**WHAT IS BEING ASKED**
Produce an exact copy of all the records.

**PROVIDED ENTRIES**
§ §

// SPDX-License-Identifier: MIT
//
// Copyright (c) 2025 Alexandre Severino
//
// Permission is hereby granted, free of charge, to any person obtaining a copy
// of this software and associated documentation files (the "Software"), to deal
// in the Software without restriction, including without limitation the rights
// to use, copy, modify, merge, publish, distribute, sublicense, and/or sell
// copies of the Software, and to permit persons to whom the Software is
// furnished to do so, subject to the following conditions:
//
// The above copyright notice and this permission notice shall be included in
// all copies or substantial portions of the Software.
//
// THE SOFTWARE IS PROVIDED "AS IS", WITHOUT WARRANTY OF ANY KIND, EXPRESS OR
// IMPLIED, INCLUDING BUT NOT LIMITED TO THE WARRANTIES OF MERCHANTABILITY,
// FITNESS FOR A PARTICULAR PURPOSE AND NONINFRINGEMENT. IN NO EVENT SHALL THE
// AUTHORS OR COPYRIGHT HOLDERS BE LIABLE FOR ANY CLAIM, DAMAGES OR OTHER
// LIABILITY, WHETHER IN AN ACTION OF CONTRACT, TORT OR OTHERWISE, ARISING FROM,
// OUT OF OR IN CONNECTION WITH THE SOFTWARE OR THE USE OR OTHER DEALINGS IN THE
// SOFTWARE.

pub mod exact_kernel;
pub mod fast_kernel;
pub mod kernel;
pub mod orientation;

pub use exact_kernel::ExactKernel;
pub use fast_kernel::FastKernel;
pub use kernel::Kernel;
pub use orientation::{orient2d, orient3d};
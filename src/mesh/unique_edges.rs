// SPDX-License-Identifier: MIT
//
// Copyright (c) 2025 Alexandre Severino
//
// Permission is hereby granted, free of charge, to any person obtaining a copy
// of this software and associated documentation files (the "Software"), to deal
// in the Software without restriction, including without limitation the rights
// to use, copy, modify, merge, publish, distribute, sublicense, and/or sell
// copies of the Software, and to permit persons to whom the Software is
// furnished to do so, subject to the following conditions:
//
// The above copyright notice and this permission notice shall be included in
// all copies or substantial portions of the Software.
//
// THE SOFTWARE IS PROVIDED "AS IS", WITHOUT WARRANTY OF ANY KIND, EXPRESS OR
// IMPLIED, INCLUDING BUT NOT LIMITED TO THE WARRANTIES OF MERCHANTABILITY,
// FITNESS FOR A PARTICULAR PURPOSE AND NONINFRINGEMENT. IN NO EVENT SHALL THE
// AUTHORS OR COPYRIGHT HOLDERS BE LIABLE FOR ANY CLAIM, DAMAGES OR OTHER
// LIABILITY, WHETHER IN AN ACTION OF CONTRACT, TORT OR OTHERWISE, ARISING FROM,
// OUT OF OR IN CONNECTION WITH THE SOFTWARE OR THE USE OR OTHER DEALINGS IN THE
// SOFTWARE.

use std::collections::BTreeMap;

/// Undirected edges of a triangle mesh and their incident half-edges.
///
/// Half-edge `e = c * m + f` (with `m` faces) is the edge of face `f`
/// opposite corner `c`, directed `F[f][(c + 1) % 3] -> F[f][(c + 2) % 3]`.
#[derive(Debug, Clone, Default, PartialEq, Eq)]
pub struct UniqueEdgeMap {
    /// Unique undirected edges, `[min, max]`, sorted.
    pub edges: Vec<[usize; 2]>,
    /// Half-edge to unique edge.
    pub emap: Vec<usize>,
    /// Unique edge to its half-edges, ascending.
    pub ue2e: Vec<Vec<usize>>,
}

impl UniqueEdgeMap {
    pub fn face_count(&self) -> usize {
        self.emap.len() / 3
    }
}

/// Directed endpoints of half-edge `e` of a mesh with `faces.len()` faces.
pub fn half_edge(faces: &[[usize; 3]], e: usize) -> (usize, usize) {
    let m = faces.len();
    let (c, f) = (e / m, e % m);
    (faces[f][(c + 1) % 3], faces[f][(c + 2) % 3])
}

pub fn unique_edge_map(faces: &[[usize; 3]]) -> UniqueEdgeMap {
    let m = faces.len();
    let mut by_key: BTreeMap<(usize, usize), Vec<usize>> = BTreeMap::new();
    for e in 0..3 * m {
        let (s, d) = half_edge(faces, e);
        by_key.entry((s.min(d), s.max(d))).or_default().push(e);
    }

    let mut edges = Vec::with_capacity(by_key.len());
    let mut emap = vec![0; 3 * m];
    let mut ue2e = Vec::with_capacity(by_key.len());
    for (u, ((a, b), halves)) in by_key.into_iter().enumerate() {
        for &e in &halves {
            emap[e] = u;
        }
        edges.push([a, b]);
        ue2e.push(halves);
    }

    UniqueEdgeMap { edges, emap, ue2e }
}

#[cfg(test)]
mod tests {
    use super::*;

    #[test]
    fn two_triangles_share_one_edge() {
        let faces = [[0, 1, 2], [2, 1, 3]];
        let map = unique_edge_map(&faces);
        assert_eq!(map.edges.len(), 5);
        let shared = map.edges.iter().position(|&e| e == [1, 2]).unwrap();
        assert_eq!(map.ue2e[shared].len(), 2);
        for (e, &u) in map.emap.iter().enumerate() {
            assert!(map.ue2e[u].contains(&e));
        }
    }
}
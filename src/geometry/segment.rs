// SPDX-License-Identifier: MIT
//
// Copyright (c) 2025 Alexandre Severino
//
// Permission is hereby granted, free of charge, to any person obtaining a copy
// of this software and associated documentation files (the "Software"), to deal
// in the Software without restriction, including without limitation the rights
// to use, copy, modify, merge, publish, distribute, sublicense, and/or sell
// copies of the Software, and to permit persons to whom the Software is
// furnished to do so, subject to the following conditions:
//
// The above copyright notice and this permission notice shall be included in
// all copies or substantial portions of the Software.
//
// THE SOFTWARE IS PROVIDED "AS IS", WITHOUT WARRANTY OF ANY KIND, EXPRESS OR
// IMPLIED, INCLUDING BUT NOT LIMITED TO THE WARRANTIES OF MERCHANTABILITY,
// FITNESS FOR A PARTICULAR PURPOSE AND NONINFRINGEMENT. IN NO EVENT SHALL THE
// AUTHORS OR COPYRIGHT HOLDERS BE LIABLE FOR ANY CLAIM, DAMAGES OR OTHER
// LIABILITY, WHETHER IN AN ACTION OF CONTRACT, TORT OR OTHERWISE, ARISING FROM,
// OUT OF OR IN CONNECTION WITH THE SOFTWARE OR THE USE OR OTHER DEALINGS IN THE
// SOFTWARE.

use crate::{geometry::point::Point, numeric::scalar::Scalar};

#[derive(Debug, Clone, PartialEq)]
pub struct Segment<T: Scalar, const N: usize> {
    pub a: Point<T, N>,
    pub b: Point<T, N>,
}

impl<T: Scalar, const N: usize> Segment<T, N> {
    pub fn new(a: &Point<T, N>, b: &Point<T, N>) -> Self {
        Self {
            a: a.clone(),
            b: b.clone(),
        }
    }

    pub fn a(&self) -> &Point<T, N> {
        &self.a
    }

    pub fn b(&self) -> &Point<T, N> {
        &self.b
    }

    pub fn is_degenerate(&self) -> bool {
        self.a == self.b
    }

    pub fn inverse(&self) -> Self {
        Self::new(&self.b, &self.a)
    }
}

pub type Segment2<T> = Segment<T, 2>;
pub type Segment3<T> = Segment<T, 3>;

§ §

**EXERCISE RESULT**
// SPDX-License-Identifier: MIT
//
// Copyright (c) 2025 Alexandre Severino
//
// Permission is hereby granted, free of charge, to any person obtaining a copy
// of this software and associated documentation files (the "Software"), to deal
// in the Software without restriction, including without limitation the rights
// to use, copy, modify, merge, publish, distribute, sublicense, and/or sell
// copies of the Software, and to permit persons to whom the Software is
// furnished to do so, subject to the following conditions:
//
// The above copyright notice and this permission notice shall be included in
// all copies or substantial portions of the Software.
//
// THE SOFTWARE IS PROVIDED "AS IS", WITHOUT WARRANTY OF ANY KIND, EXPRESS OR
// IMPLIED, INCLUDING BUT NOT LIMITED TO THE WARRANTIES OF MERCHANTABILITY,
// FITNESS FOR A PARTICULAR PURPOSE AND NONINFRINGEMENT. IN NO EVENT SHALL THE
// AUTHORS OR COPYRIGHT HOLDERS BE LIABLE FOR ANY CLAIM, DAMAGES OR OTHER
// LIABILITY, WHETHER IN AN ACTION OF CONTRACT, TORT OR OTHERWISE, ARISING FROM,
// OUT OF OR IN CONNECTION WITH THE SOFTWARE OR THE USE OR OTHER DEALINGS IN THE
// SOFTWARE.

pub mod exact_kernel;
pub mod fast_kernel;
pub mod kernel;
pub mod orientation;

pub use exact_kernel::ExactKernel;
pub use fast_kernel::FastKernel;
pub use kernel::Kernel;
pub use orientation::{orient2d, orient3d};
filename src/mesh/unique_edges.rs
// SPDX-License-Identifier: MIT
//
// Copyright (c) 2025 Alexandre Severino
//
// Permission is hereby granted, free of charge, to any person obtaining a copy
// of this software and associated documentation files (the "Software"), to deal
// in the Software without restriction, including without limitation the rights
// to use, copy, modify, merge, publish, distribute, sublicense, and/or sell
// copies of the Software, and to permit persons to whom the Software is
// furnished to do so, subject to the following conditions:
//
// The above copyright notice and this permission notice shall be included in
// all copies or substantial portions of the Software.
//
// THE SOFTWARE IS PROVIDED "AS IS", WITHOUT WARRANTY OF ANY KIND, EXPRESS OR
// IMPLIED, INCLUDING BUT NOT LIMITED TO THE WARRANTIES OF MERCHANTABILITY,
// FITNESS FOR A PARTICULAR PURPOSE AND NONINFRINGEMENT. IN NO EVENT SHALL THE
// AUTHORS OR COPYRIGHT HOLDERS BE LIABLE FOR ANY CLAIM, DAMAGES OR OTHER
// LIABILITY, WHETHER IN AN ACTION OF CONTRACT, TORT OR OTHERWISE, ARISING FROM,
// OUT OF OR IN CONNECTION WITH THE SOFTWARE OR THE USE OR OTHER DEALINGS IN THE
// SOFTWARE.

use std::collections::BTreeMap;

/// Undirected edges of a triangle mesh and their incident half-edges.
///
/// Half-edge `e = c * m + f` (with `m` faces) is the edge of face `f`
/// opposite corner `c`, directed `F[f][(c + 1) % 3] -> F[f][(c + 2) % 3]`.
#[derive(Debug, Clone, Default, PartialEq, Eq)]
pub struct UniqueEdgeMap {
    /// Unique undirected edges, `[min, max]`, sorted.
    pub edges: Vec<[usize; 2]>,
    /// Half-edge to unique edge.
    pub emap: Vec<usize>,
    /// Unique edge to its half-edges, ascending.
    pub ue2e: Vec<Vec<usize>>,
}

impl UniqueEdgeMap {
    pub fn face_count(&self) -> usize {
        self.emap.len() / 3
    }
}

/// Directed endpoints of half-edge `e` of a mesh with `faces.len()` faces.
pub fn half_edge(faces: &[[usize; 3]], e: usize) -> (usize, usize) {
    let m = faces.len();
    let (c, f) = (e / m, e % m);
    (faces[f][(c + 1) % 3], faces[f][(c + 2) % 3])
}

pub fn unique_edge_map(faces: &[[usize; 3]]) -> UniqueEdgeMap {
    let m = faces.len();
    let mut by_key: BTreeMap<(usize, usize), Vec<usize>> = BTreeMap::new();
    for e in 0..3 * m {
        let (s, d) = half_edge(faces, e);
        by_key.entry((s.min(d), s.max(d))).or_default().push(e);
    }

    let mut edges = Vec::with_capacity(by_key.len());
    let mut emap = vec![0; 3 * m];
    let mut ue2e = Vec::with_capacity(by_key.len());
    for (u, ((a, b), halves)) in by_key.into_iter().enumerate() {
        for &e in &halves {
            emap[e] = u;
        }
        edges.push([a, b]);
        ue2e.push(halves);
    }

    UniqueEdgeMap { edges, emap, ue2e }
}

#[cfg(test)]
mod tests {
    use super::*;

    #[test]
    fn two_triangles_share_one_edge() {
        let faces = [[0, 1, 2], [2, 1, 3]];
        let map = unique_edge_map(&faces);
        assert_eq!(map.edges.len(), 5);
        let shared = map.edges.iter().position(|&e| e == [1, 2]).unwrap();
        assert_eq!(map.ue2e[shared].len(), 2);
        for (e, &u) in map.emap.iter().enumerate() {
            assert!(map.ue2e[u].contains(&e));
        }
    }
}
filename src/geometry/segment.rs
// SPDX-License-Identifier: MIT
//
// Copyright (c) 2025 Alexandre Severino
//
// Permission is hereby granted, free of charge, to any person obtaining a copy
// of this software and associated documentation files (the "Software"), to deal
// in the Software without restriction, including without limitation the rights
// to use, copy, modify, merge, publish, distribute, sublicense, and/or sell
// copies of the Software, and to permit persons to whom the Software is
// furnished to do so, subject to the following conditions:
//
// The above copyright notice and this permission notice shall be included in
// all copies or substantial portions of the Software.
//
// THE SOFTWARE IS PROVIDED "AS IS", WITHOUT WARRANTY OF ANY KIND, EXPRESS OR
// IMPLIED, INCLUDING BUT NOT LIMITED TO THE WARRANTIES OF MERCHANTABILITY,
// FITNESS FOR A PARTICULAR PURPOSE AND NONINFRINGEMENT. IN NO EVENT SHALL THE
// AUTHORS OR COPYRIGHT HOLDERS BE LIABLE FOR ANY CLAIM, DAMAGES OR OTHER
// LIABILITY, WHETHER IN AN ACTION OF CONTRACT, TORT OR OTHERWISE, ARISING FROM,
// OUT OF OR IN CONNECTION WITH THE SOFTWARE OR THE USE OR OTHER DEALINGS IN THE
// SOFTWARE.

use crate::{geometry::point::Point, numeric::scalar::Scalar};

#[derive(Debug, Clone, PartialEq)]
pub struct Segment<T: Scalar, const N: usize> {
    pub a: Point<T, N>,
    pub b: Point<T, N>,
}

impl<T: Scalar, const N: usize> Segment<T, N> {
    pub fn new(a: &Point<T, N>, b: &Point<T, N>) -> Self {
        Self {
            a: a.clone(),
            b: b.clone(),
        }
    }

    pub fn a(&self) -> &Point<T, N> {
        &self.a
    }

    pub fn b(&self) -> &Point<T, N> {
        &self.b
    }

    pub fn is_degenerate(&self) -> bool {
        self.a == self.b
    }

    pub fn inverse(&self) -> Self {
        Self::new(&self.b, &self.a)
    }
}

pub type Segment2<T> = Segment<T, 2>;
pub type Segment3<T> = Segment<T, 3>;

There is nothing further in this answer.